Госпожа Корнмюллер зябко потерла руки и стала похожа на замерзшую растрепанную птицу.

— Он стал более угрюмым. Более тихим. Менее терпеливым. Вы должны знать: он был очень миролюбивым человеком. И вдруг появилась нервозность, которой я никогда в нем не замечала. И однажды он сказал: «Знаешь, Эльфрида, мне это больше не нравится».

— Вот так вдруг?

— Да. Но я знала, что он уже давно стал об этом задумываться. Сам. Когда он мне сказал, я поняла, что его решение уже не изменить. Я, с одной стороны, обрадовалась, что у него появится больше времени, а с другой стороны…

— Что?

— Я не хотела, чтобы он ушел из школы с неприятным чувством.

— Но он вам ничего не рассказывал. Ничего, связанного с Робертом Амондсеном? Подумайте хорошенько.

Госпожа Корнмюллер послушно сделала задумчивое лицо и, конечно же, ничего не вспомнила.

— Нет. Мне очень жаль.

— Ваш муж когда-либо упоминал имена Константина Штайера, Кристиана Шаки или Саскии Даннер?

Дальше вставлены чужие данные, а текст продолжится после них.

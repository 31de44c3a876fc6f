// SPDX-FileCopyrightText: 2026 ICT Eerbeek Contributors
// SPDX-License-Identifier: MIT OR Apache-2.0

//! Test harness for end-to-end router testing.
//!
//! `TestHarness` assembles the full site router with either a temp SQLite
//! store or a [`MockStorage`], and an optional [`MockChat`]. Requests are
//! driven in-process through `tower::ServiceExt::oneshot`.

use std::sync::Arc;

use axum::Router;
use axum::body::Body;
use axum::http::{Request, StatusCode};
use eerbeek_config::model::{ServerConfig, StorageConfig};
use eerbeek_core::{ChatAdapter, EerbeekError, StorageAdapter};
use eerbeek_storage::SqliteStorage;
use eerbeek_web::{PageRenderer, WebState, router};
use http_body_util::BodyExt;
use tower::ServiceExt;

use crate::mock_chat::MockChat;
use crate::mock_storage::MockStorage;

/// Builder for creating test environments with configurable options.
#[derive(Default)]
pub struct TestHarnessBuilder {
    mock_storage: Option<MockStorage>,
    chat: Option<MockChat>,
    max_body_bytes: Option<usize>,
}

impl TestHarnessBuilder {
    /// Use the given in-memory store instead of a temp SQLite database.
    pub fn with_mock_storage(mut self, storage: MockStorage) -> Self {
        self.mock_storage = Some(storage);
        self
    }

    /// Enable `/chat` with the given adapter.
    pub fn with_chat(mut self, chat: MockChat) -> Self {
        self.chat = Some(chat);
        self
    }

    pub fn with_max_body_bytes(mut self, limit: usize) -> Self {
        self.max_body_bytes = Some(limit);
        self
    }

    /// Build the harness, initializing the store.
    pub async fn build(self) -> Result<TestHarness, EerbeekError> {
        let temp_dir =
            tempfile::TempDir::new().map_err(|e| EerbeekError::Storage { source: e.into() })?;

        let storage: Arc<dyn StorageAdapter> = match self.mock_storage {
            Some(mock) => Arc::new(mock),
            None => {
                let db_path = temp_dir.path().join("test.db");
                Arc::new(SqliteStorage::new(StorageConfig {
                    database_path: db_path.to_string_lossy().to_string(),
                    wal_mode: true,
                }))
            }
        };
        storage.initialize().await?;

        let chat = self.chat.map(|c| Arc::new(c) as Arc<dyn ChatAdapter>);
        let state = WebState::new(
            storage.clone(),
            chat,
            Arc::new(PageRenderer::new("ICT Eerbeek")?),
        );

        let mut config = ServerConfig {
            static_dir: temp_dir.path().join("static").to_string_lossy().to_string(),
            ..ServerConfig::default()
        };
        if let Some(limit) = self.max_body_bytes {
            config.max_body_bytes = limit;
        }

        Ok(TestHarness {
            app: router(state, &config),
            storage,
            _temp_dir: temp_dir,
        })
    }
}

/// The site router plus a handle on its store.
pub struct TestHarness {
    app: Router,
    storage: Arc<dyn StorageAdapter>,
    _temp_dir: tempfile::TempDir,
}

impl TestHarness {
    pub fn builder() -> TestHarnessBuilder {
        TestHarnessBuilder::default()
    }

    /// Harness with a temp SQLite store and chat disabled.
    pub async fn new() -> Result<Self, EerbeekError> {
        Self::builder().build().await
    }

    pub fn app(&self) -> Router {
        self.app.clone()
    }

    pub fn storage(&self) -> &Arc<dyn StorageAdapter> {
        &self.storage
    }

    /// Number of stored submissions.
    pub async fn contact_count(&self) -> Result<i64, EerbeekError> {
        self.storage.count_contacts().await
    }

    /// POST a JSON body and decode the JSON response.
    pub async fn post_json(
        &self,
        uri: &str,
        body: &serde_json::Value,
    ) -> Result<(StatusCode, serde_json::Value), EerbeekError> {
        let (status, text) = self.post_raw(uri, body.to_string()).await?;
        let json = serde_json::from_str(&text)
            .map_err(|e| EerbeekError::Internal(format!("response is not JSON ({e}): {text}")))?;
        Ok((status, json))
    }

    /// POST an arbitrary body labelled as JSON.
    pub async fn post_raw(
        &self,
        uri: &str,
        body: impl Into<Body>,
    ) -> Result<(StatusCode, String), EerbeekError> {
        let req = Request::post(uri)
            .header("content-type", "application/json")
            .body(body.into())
            .map_err(|e| EerbeekError::Internal(e.to_string()))?;
        self.send(req).await
    }

    pub async fn get(&self, uri: &str) -> Result<(StatusCode, String), EerbeekError> {
        let req = Request::get(uri)
            .body(Body::empty())
            .map_err(|e| EerbeekError::Internal(e.to_string()))?;
        self.send(req).await
    }

    /// Submit the contact form.
    pub async fn submit_contact(
        &self,
        form: &serde_json::Value,
    ) -> Result<(StatusCode, serde_json::Value), EerbeekError> {
        self.post_json("/contact", form).await
    }

    async fn send(&self, req: Request<Body>) -> Result<(StatusCode, String), EerbeekError> {
        let resp = self
            .app
            .clone()
            .oneshot(req)
            .await
            .map_err(|e| EerbeekError::Internal(e.to_string()))?;
        let status = resp.status();
        let bytes = resp
            .into_body()
            .collect()
            .await
            .map_err(|e| EerbeekError::Internal(e.to_string()))?
            .to_bytes();
        Ok((status, String::from_utf8_lossy(&bytes).into_owned()))
    }
}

— Это вы по телефону уже спрашивали. Нет, этих я не помню. А что случилось с этими людьми?

— Все они мертвы.

16

— Ты уже сталкивалась с серийными преступлениями? Я имею в виду, на руководящей должности?

Мона закусила губу и покачала головой. О серийных преступниках она знала только то, что рассказывали в школе для полицейских, и ничего больше. У них подобными делами пока мало кто занимался. Во всей Европе не более пятидесяти человек расследовали подобные преступления. Были случаи, когда оперативники сломали себе зубы на этом. В основном это были убийства на сексуальной почве или, по крайней мере, особо жестокие изнасилования, совершенные над женщинами и детьми.

— Тут другое, — сказал Керн.

Он возглавляет подразделение по оперативному анализу дел, которое создал Бергхаммер и которое работает уже несколько лет, расследуя дела по всей Германии. На вид Керну чуть больше тридцати, так кажется, пока не заглянешь ему в глаза. При этом человек, как правило, пугается, потому что это глаза ребенка — чуткого и ранимого… Слишком чувствительные, учитывая, чем он занимается.